Editorial

Diligence, brilliance paid off for Wrights

Wednesday, December 17, 2003

Years of experimentation, careful planning, hard work and a touch of brilliance paid off for two brothers from Dayton, Ohio. Firing up a 12-hp., four-cylinder motor, hand-built in six weeks by Lincoln, Neb., native Charlie Taylor, Orville and Wilbur Wright flipped a coin, and Orville won the toss.

Climbing aboard the Wright Flyer, he revved the motor and pulled a rope to release the machine.

One hundred hears ago today, at 10:35 a.m., their fragile machine pushed against a 24-30 mph headwind at Kitty Hawk, N.C., rose to approximately 10 feet in altitude, and landed 120 feet from the point where it lifted from a wooden rail.

By noon, they had made four flights, the final attempt covering 852 feet, reaching an altitude of 15 feet and lasting 59 seconds.

It was nearly 10 years before the first airplane was seen in McCook, but the Wright Brothers' invention and the industry it spawned have had an unusual connection to McCook.

That first heavier-than-air visitor to McCook looked not much different than the Wright original. Taking off from a grass field on July 17, 1913, it circled the south edge of town before crashing while attempting to land in a muddy field.

Aircraft became more common as the years went by, and among the barnstormers who landed at the airstrip, then in west McCook, was a young aviator named Charles Lindbergh.

Flying caught the attention of McCook Daily Gazette founder Harry Strunk, who bought a 1929 Curtiss Robin, the "Newsboy" and put it to work for the paper, flying 380 miles non-stop each afternoon to deliver more than 5,000 newspapers to 40 towns. Only a year later, it was damaged in a tornado and sold for junk. It was rebuilt in the 1960s, however, and is now on display in Seattle.

It was the first airplane to be regularly used delivering newspapers, however, and still flies at the top of the front page every day.

The Newsboy and other early airplanes were just the beginning, however.

Man soon learned to use the Wright Brothers invention for war, and the United States responded. The McCook Army Air Base became a focal point of the war effort, as thousands of Army Air Force crews trained on hundreds of B-17s, B-24s and B-29s on their way to Europe and the Pacific.

The McCook Airport continued to be a busy place through the next decades, as people obtained their private pilot's license and sky sports such as ballooning, gliding, and ultra light aircraft gained popularity. McCook once hosted the national soaring championships, and the resurrected Freedom Flight hot air balloon rally is becoming a popular annual event.

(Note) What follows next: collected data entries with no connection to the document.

//! Persistent job store abstraction.
//!
//! Every state change a job can go through is a [`Transition`] value. Stores
//! only decide *which* rows a change applies to (claim eligibility, lease
//! fencing); the change itself always goes through [`Transition::apply`], so the
//! `PostgreSQL` and in-memory stores cannot drift apart.

use std::sync::Arc;

use async_trait::async_trait;
use chrono::{SubsecRound, TimeDelta, Utc};
use jobq_common::AppResult;
use sea_orm::prelude::DateTimeWithTimeZone;
use serde::Serialize;

use crate::entities::job::{self, JobStatus};

/// Current time at the precision `PostgreSQL` stores (microseconds).
///
/// Lease expiries double as fencing tokens and are compared for equality, so
/// every timestamp written must survive a database round trip unchanged.
#[must_use]
pub fn timestamp_now() -> DateTimeWithTimeZone {
    Utc::now().trunc_subsecs(6).fixed_offset()
}

/// Lease expiry for a lease taken at `now`.
#[must_use]
pub fn lease_until(now: DateTimeWithTimeZone, lease: TimeDelta) -> DateTimeWithTimeZone {
    (now + lease).trunc_subsecs(6)
}

/// A job about to be inserted.
#[derive(Debug, Clone, PartialEq, Eq)]
pub struct NewJob {
    pub tenant_id: String,
    pub idempotency_key: Option<String>,
    pub payload: String,
    pub max_retries: i32,
}

impl NewJob {
    /// Row for this job as first persisted: `PENDING`, no attempts, unleased.
    #[must_use]
    pub fn into_model(self, id: i64, now: DateTimeWithTimeZone) -> job::Model {
        job::Model {
            id,
            tenant_id: self.tenant_id,
            idempotency_key: self.idempotency_key,
            status: JobStatus::Pending,
            payload: self.payload,
            attempt_count: 0,
            max_retries: self.max_retries,
            lease_expiry: None,
            created_at: now,
            updated_at: now,
            completed_at: None,
            last_error: None,
        }
    }
}

/// Result of an insert.
#[derive(Debug, Clone, PartialEq, Eq)]
pub enum InsertOutcome {
    /// A new row was written.
    Created(job::Model),
    /// Another submission with the same `(tenant_id, idempotency_key)` won.
    Existing(job::Model),
}

impl InsertOutcome {
    /// The job row, whichever submission created it.
    #[must_use]
    pub fn into_job(self) -> job::Model {
        match self {
            Self::Created(job) | Self::Existing(job) => job,
        }
    }
}

/// Filter for [`JobStore::list`].
#[derive(Debug, Clone, Default, PartialEq, Eq)]
pub struct JobFilter {
    pub tenant_id: Option<String>,
    pub status: Option<JobStatus>,
}

impl JobFilter {
    /// Whether `job` passes this filter.
    #[must_use]
    pub fn matches(&self, job: &job::Model) -> bool {
        self.tenant_id.as_ref().is_none_or(|t| *t == job.tenant_id)
            && self.status.is_none_or(|s| s == job.status)
    }
}

/// Job counts grouped by status.
#[derive(Debug, Clone, Copy, Default, PartialEq, Eq, Serialize)]
#[serde(rename_all = "camelCase")]
pub struct JobCounts {
    pub pending: u64,
    pub running: u64,
    pub completed: u64,
    pub failed_permanently: u64,
    pub total: u64,
}

impl JobCounts {
    /// Add `count` jobs in `status`.
    pub const fn add(&mut self, status: JobStatus, count: u64) {
        match status {
            JobStatus::Pending => self.pending += count,
            JobStatus::Running => self.running += count,
            JobStatus::Completed => self.completed += count,
            JobStatus::Dlq => self.failed_permanently += count,
        }
        self.total += count;
    }
}

impl FromIterator<(JobStatus, u64)> for JobCounts {
    fn from_iter<I: IntoIterator<Item = (JobStatus, u64)>>(iter: I) -> Self {
        let mut counts = Self::default();
        for (status, count) in iter {
            counts.add(status, count);
        }
        counts
    }
}

/// A state change of one job.
#[derive(Debug, Clone, PartialEq, Eq)]
pub enum Transition {
    /// `PENDING -> RUNNING` with a fresh lease.
    Lease { until: DateTimeWithTimeZone },
    /// An abandoned lease is charged as a failed attempt and leased again.
    Reclaim {
        until: DateTimeWithTimeZone,
        error: String,
    },
    /// `RUNNING -> COMPLETED`.
    Complete,
    /// `RUNNING -> PENDING`, retry budget left.
    Retry { error: String },
    /// `-> DLQ`, retry budget exhausted.
    DeadLetter { error: String },
}

impl Transition {
    /// Status the job holds after this transition.
    #[must_use]
    pub const fn status(&self) -> JobStatus {
        match self {
            Self::Lease { .. } | Self::Reclaim { .. } => JobStatus::Running,
            Self::Complete => JobStatus::Completed,
            Self::Retry { .. } => JobStatus::Pending,
            Self::DeadLetter { .. } => JobStatus::Dlq,
        }
    }

    /// Whether this transition ends an execution attempt.
    #[must_use]
    pub const fn consumes_attempt(&self) -> bool {
        !matches!(self, Self::Lease { .. })
    }

    /// Apply the transition to `job` in place.
    pub fn apply(&self, job: &mut job::Model, now: DateTimeWithTimeZone) {
        if self.consumes_attempt() {
            job.attempt_count += 1;
        }
        job.status = self.status();
        job.updated_at = now;

        match self {
            Self::Lease { until } => {
                job.lease_expiry = Some(*until);
            }
            Self::Reclaim { until, error } => {
                job.lease_expiry = Some(*until);
                job.last_error = Some(error.clone());
            }
            Self::Complete => {
                job.lease_expiry = None;
                job.last_error = None;
                job.completed_at = Some(now);
            }
            Self::Retry { error } | Self::DeadLetter { error } => {
                job.lease_expiry = None;
                job.last_error = Some(error.clone());
            }
        }
    }
}

/// A job changed by a claim cycle.
#[derive(Debug, Clone, PartialEq, Eq)]
pub struct ClaimedJob {
    /// Row after the transition.
    pub job: job::Model,
    pub transition: Transition,
}

impl ClaimedJob {
    /// Whether the job now holds a lease and should be executed.
    #[must_use]
    pub fn is_runnable(&self) -> bool {
        self.job.status == JobStatus::Running
    }
}

/// Decides what a claim cycle does with one eligible row.
pub type ClaimPolicy<'a> = &'a (dyn Fn(&job::Model) -> Transition + Send + Sync);

/// Persistent job storage.
#[async_trait]
pub trait JobStore: Send + Sync {
    /// Insert a new `PENDING` job.
    ///
    /// A duplicate `(tenant_id, idempotency_key)` resolves to the existing row.
    async fn insert(&self, job: NewJob, now: DateTimeWithTimeZone) -> AppResult<InsertOutcome>;

    async fn find_by_id(&self, id: i64) -> AppResult<Option<job::Model>>;

    async fn find_by_idempotency_key(
        &self,
        tenant_id: &str,
        key: &str,
    ) -> AppResult<Option<job::Model>>;

    /// Count a tenant's `PENDING` and `RUNNING` jobs.
    async fn count_active(&self, tenant_id: &str) -> AppResult<u64>;

    /// Jobs matching `filter`, oldest first.
    async fn list(&self, filter: &JobFilter) -> AppResult<Vec<job::Model>>;

    /// Counts by status, optionally for one tenant.
    async fn counts_by_status(&self, tenant_id: Option<&str>) -> AppResult<JobCounts>;

    /// Atomically select up to `limit` claimable rows (oldest first), apply
    /// `policy` to each and persist the result.
    ///
    /// Rows locked by a concurrent claim are skipped, never waited on.
    async fn claim(
        &self,
        now: DateTimeWithTimeZone,
        limit: u64,
        policy: ClaimPolicy<'_>,
    ) -> AppResult<Vec<ClaimedJob>>;

    /// Apply `transition` to the attempt `current` describes.
    ///
    /// Only succeeds while the row is still `RUNNING` under the lease
    /// `current` holds; returns `None` when that lease has been lost.
    async fn apply(
        &self,
        current: &job::Model,
        transition: &Transition,
        now: DateTimeWithTimeZone,
    ) -> AppResult<Option<job::Model>>;
}

/// Shared job store handle.
pub type JobStoreService = Arc<dyn JobStore>;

Today, flight is accepted as routine, and the problems of making regular airline service financially profitable are the real challenge to aviation, not finding the right balance of thrust, lift and control to achieve flight.

The envelope of aviation has been expanded to the point that fragments of the original Wright Flyer rest on the moon, delivered there by the Apollo 11 astronauts. One hundred years later, we remember the innovators who made it all possible.